When Choc City rapper M.I Abaga dropped the video for ‘Bullion Van’ off his last album ‘The Chairman’, yesterday, Nigerians wondered why the director’s credit went to MEX. Why? In January 2015, we told you M.I was shooting the Bullion Van video with Kemi Adetiba. NET investigations reveal that the rapper and his Chocolate City team were far from pleased with the outcome of the video shot by Kemi Adetiba. The rapper decided not to release the video. ‘He wasn’t pleased at all’, a member of his team told our correspondent. ‘He had to fund a new video entirely and we settled for Mex’.

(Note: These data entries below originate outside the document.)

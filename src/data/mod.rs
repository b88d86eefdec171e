/// Data layer: core types, loading, filtering and aggregation.
///
/// Architecture:
/// ```text
///  .csv / .json / .parquet
///        │
///        ▼
///   ┌──────────┐
///   │  loader   │  parse + drop rows with missing/inf cells → CustomerDataset
///   └──────────┘
///        │
///        ▼
///   ┌─────────────────┐
///   │ CustomerDataset │  Vec<CustomerRecord>, country index, slider bounds
///   └─────────────────┘
///        │
///        ▼
///   ┌──────────┐
///   │  filter   │  countries ∧ age ∧ credit score → Vec<&CustomerRecord>
///   └──────────┘
///        │
///        ▼
///   ┌───────────┐
///   │ aggregate │  means, per-country stats, group counts, salary boxes
///   └───────────┘
/// ```

pub mod aggregate;
pub mod filter;
pub mod loader;
pub mod model;
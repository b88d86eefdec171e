pub mod charts;
pub mod dashboard;
pub mod map;
pub mod panels;
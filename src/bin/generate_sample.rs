//! Writes a synthetic bank customer churn table with the usual Kaggle column layout.
//!
//! A handful of rows carry missing or infinite cells so the loader's cleaning
//! step has something to drop.

use std::path::{Path, PathBuf};
use std::sync::Arc;

use anyhow::{Context, Result};
use arrow::array::{ArrayRef, Float64Array, Int64Array, StringArray};
use arrow::datatypes::{DataType, Field, Schema};
use arrow::record_batch::RecordBatch;
use clap::Parser;
use parquet::arrow::ArrowWriter;
use serde::Serialize;

/// Generate sample churn data (.csv or .parquet, by extension)
#[derive(Parser, Debug)]
#[command(author, version, about, long_about = None)]
struct Args {
    /// Number of customers
    #[arg(short, long, default_value = "2000")]
    rows: usize,

    /// PRNG seed
    #[arg(short, long, default_value = "42")]
    seed: u64,

    /// Output path
    #[arg(short, long, default_value = "bank_customer_churn_data.csv")]
    out: PathBuf,
}

/// Minimal deterministic PRNG (xoshiro256**)
struct SimpleRng {
    state: [u64; 4],
}

impl SimpleRng {
    fn new(seed: u64) -> Self {
        let mut s = [0u64; 4];
        let mut x = seed;
        for slot in &mut s {
            x = x.wrapping_mul(6364136223846793005).wrapping_add(1);
            *slot = x;
        }
        SimpleRng { state: s }
    }

    fn next_u64(&mut self) -> u64 {
        let result = (self.state[1].wrapping_mul(5)).rotate_left(7).wrapping_mul(9);
        let t = self.state[1] << 17;
        self.state[2] ^= self.state[0];
        self.state[3] ^= self.state[1];
        self.state[1] ^= self.state[2];
        self.state[0] ^= self.state[3];
        self.state[2] ^= t;
        self.state[3] = self.state[3].rotate_left(45);
        result
    }

    fn next_f64(&mut self) -> f64 {
        (self.next_u64() >> 11) as f64 / (1u64 << 53) as f64
    }

    /// Box-Muller transform for normal distribution
    fn gauss(&mut self, mean: f64, std_dev: f64) -> f64 {
        let u1 = self.next_f64().max(1e-15);
        let u2 = self.next_f64();
        let z = (-2.0 * u1.ln()).sqrt() * (2.0 * std::f64::consts::PI * u2).cos();
        mean + std_dev * z
    }

    fn chance(&mut self, p: f64) -> bool {
        self.next_f64() < p
    }

    fn pick<'a, T>(&mut self, items: &'a [T]) -> &'a T {
        &items[(self.next_u64() % items.len() as u64) as usize]
    }
}

#[derive(Debug, Serialize)]
#[serde(rename_all = "PascalCase")]
struct SampleRow {
    row_number: i64,
    customer_id: i64,
    surname: Option<String>,
    credit_score: i64,
    geography: String,
    gender: String,
    age: i64,
    tenure: i64,
    balance: f64,
    num_of_products: i64,
    has_cr_card: i64,
    is_active_member: i64,
    estimated_salary: f64,
    exited: i64,
}

const SURNAMES: &[&str] = &[
    "Hargrave", "Hill", "Onio", "Boni", "Mitchell", "Chu", "Bartlett", "Obinna", "He", "Bearce",
    "Andrews", "Kay", "Chin", "Scott", "Goforth", "Romeo", "Henderson", "Muldrow", "Hao", "McDonald",
];

fn generate(rng: &mut SimpleRng, n: usize) -> Vec<SampleRow> {
    (0..n)
        .map(|i| {
            let geography = rng.pick(&["France", "France", "Germany", "Spain"]).to_string();
            let gender = rng.pick(&["Male", "Female"]).to_string();
            let age = rng.gauss(39.0, 10.0).clamp(18.0, 92.0).round() as i64;
            let credit_score = rng.gauss(650.0, 96.0).clamp(350.0, 850.0).round() as i64;
            let tenure = (rng.next_f64() * 11.0).floor() as i64;
            let balance = if rng.chance(0.36) {
                0.0
            } else {
                (rng.gauss(120_000.0, 30_000.0).max(3_000.0) * 100.0).round() / 100.0
            };
            let num_of_products = *rng.pick(&[1, 1, 2, 2, 2, 3, 4]);
            let is_active_member = i64::from(rng.chance(0.51));
            let estimated_salary = ((rng.next_f64() * 199_980.0 + 11.58) * 100.0).round() / 100.0;

            // Older, inactive, German and multi-product customers churn more.
            let logit = -3.2 + 0.065 * (age as f64 - 38.0)
                - 0.9 * is_active_member as f64
                + if geography == "Germany" { 0.75 } else { 0.0 }
                + if num_of_products >= 3 { 2.5 } else { 0.0 };
            let exited = i64::from(rng.chance(1.0 / (1.0 + (-logit).exp())));

            SampleRow {
                row_number: i as i64 + 1,
                customer_id: 15_565_701 + i as i64 * 7,
                surname: Some(rng.pick(SURNAMES).to_string()),
                credit_score,
                geography,
                gender,
                age,
                tenure,
                balance,
                num_of_products,
                has_cr_card: i64::from(rng.chance(0.7)),
                is_active_member,
                estimated_salary,
                exited,
            }
        })
        .collect()
}

/// Blank a surname or poison a balance on roughly 0.5% of rows.
fn corrupt(rng: &mut SimpleRng, rows: &mut [SampleRow]) -> usize {
    let mut corrupted = 0;
    for row in rows.iter_mut() {
        if rng.chance(0.005) {
            if rng.chance(0.5) {
                row.surname = None;
            } else {
                row.balance = f64::INFINITY;
            }
            corrupted += 1;
        }
    }
    corrupted
}

fn write_csv(path: &Path, rows: &[SampleRow]) -> Result<()> {
    let mut writer = csv::Writer::from_path(path).context("creating CSV file")?;
    for row in rows {
        writer.serialize(row).context("writing CSV row")?;
    }
    writer.flush().context("flushing CSV file")?;
    Ok(())
}

fn write_parquet(path: &Path, rows: &[SampleRow]) -> Result<()> {
    let ints = |f: fn(&SampleRow) -> i64| -> ArrayRef {
        Arc::new(Int64Array::from(rows.iter().map(f).collect::<Vec<_>>()))
    };
    let floats = |f: fn(&SampleRow) -> f64| -> ArrayRef {
        Arc::new(Float64Array::from(rows.iter().map(f).collect::<Vec<_>>()))
    };
    let strings = |f: fn(&SampleRow) -> Option<&str>| -> ArrayRef {
        Arc::new(StringArray::from(rows.iter().map(f).collect::<Vec<_>>()))
    };

    let columns: Vec<(&str, DataType, ArrayRef)> = vec![
        ("RowNumber", DataType::Int64, ints(|r| r.row_number)),
        ("CustomerId", DataType::Int64, ints(|r| r.customer_id)),
        ("Surname", DataType::Utf8, strings(|r| r.surname.as_deref())),
        ("CreditScore", DataType::Int64, ints(|r| r.credit_score)),
        ("Geography", DataType::Utf8, strings(|r| Some(r.geography.as_str()))),
        ("Gender", DataType::Utf8, strings(|r| Some(r.gender.as_str()))),
        ("Age", DataType::Int64, ints(|r| r.age)),
        ("Tenure", DataType::Int64, ints(|r| r.tenure)),
        ("Balance", DataType::Float64, floats(|r| r.balance)),
        ("NumOfProducts", DataType::Int64, ints(|r| r.num_of_products)),
        ("HasCrCard", DataType::Int64, ints(|r| r.has_cr_card)),
        ("IsActiveMember", DataType::Int64, ints(|r| r.is_active_member)),
        ("EstimatedSalary", DataType::Float64, floats(|r| r.estimated_salary)),
        ("Exited", DataType::Int64, ints(|r| r.exited)),
    ];

    let schema = Arc::new(Schema::new(
        columns
            .iter()
            .map(|(name, dtype, _)| Field::new(*name, dtype.clone(), true))
            .collect::<Vec<_>>(),
    ));
    let arrays = columns.into_iter().map(|(_, _, a)| a).collect();
    let batch = RecordBatch::try_new(schema.clone(), arrays).context("building record batch")?;

    let file = std::fs::File::create(path).context("creating parquet file")?;
    let mut writer = ArrowWriter::try_new(file, schema, None).context("creating parquet writer")?;
    writer.write(&batch).context("writing record batch")?;
    writer.close().context("closing parquet writer")?;
    Ok(())
}

fn main() -> Result<()> {
    env_logger::init();
    let args = Args::parse();

    let mut rng = SimpleRng::new(args.seed);
    let mut rows = generate(&mut rng, args.rows);
    let corrupted = corrupt(&mut rng, &mut rows);

    let is_parquet = args
        .out
        .extension()
        .and_then(|e| e.to_str())
        .is_some_and(|e| matches!(e.to_ascii_lowercase().as_str(), "parquet" | "pq"));
    if is_parquet {
        write_parquet(&args.out, &rows)?;
    } else {
        write_csv(&args.out, &rows)?;
    }

    log::info!("{corrupted} rows carry missing or infinite cells");
    println!(
        "Wrote {} customers ({corrupted} with bad cells) to {}",
        rows.len(),
        args.out.display()
    );
    Ok(())
}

It’s not the first time an artiste will be upset about the outcome of visuals by Ms Adetiba, who studied film-making in the US. But the multi-talented lady has had a string of impressive works to cancel any doubts about her skills. ‘It just wasn’t her kind of video’, one industry source told THENETNG; concluding, ‘I was surprised when I first heard she was chosen to shoot Bullion Van’. We are told M.I Abaga and Kemi Adetiba are not in talking terms. We couldn’t immediately confirm if she was paid in full…” has the full story.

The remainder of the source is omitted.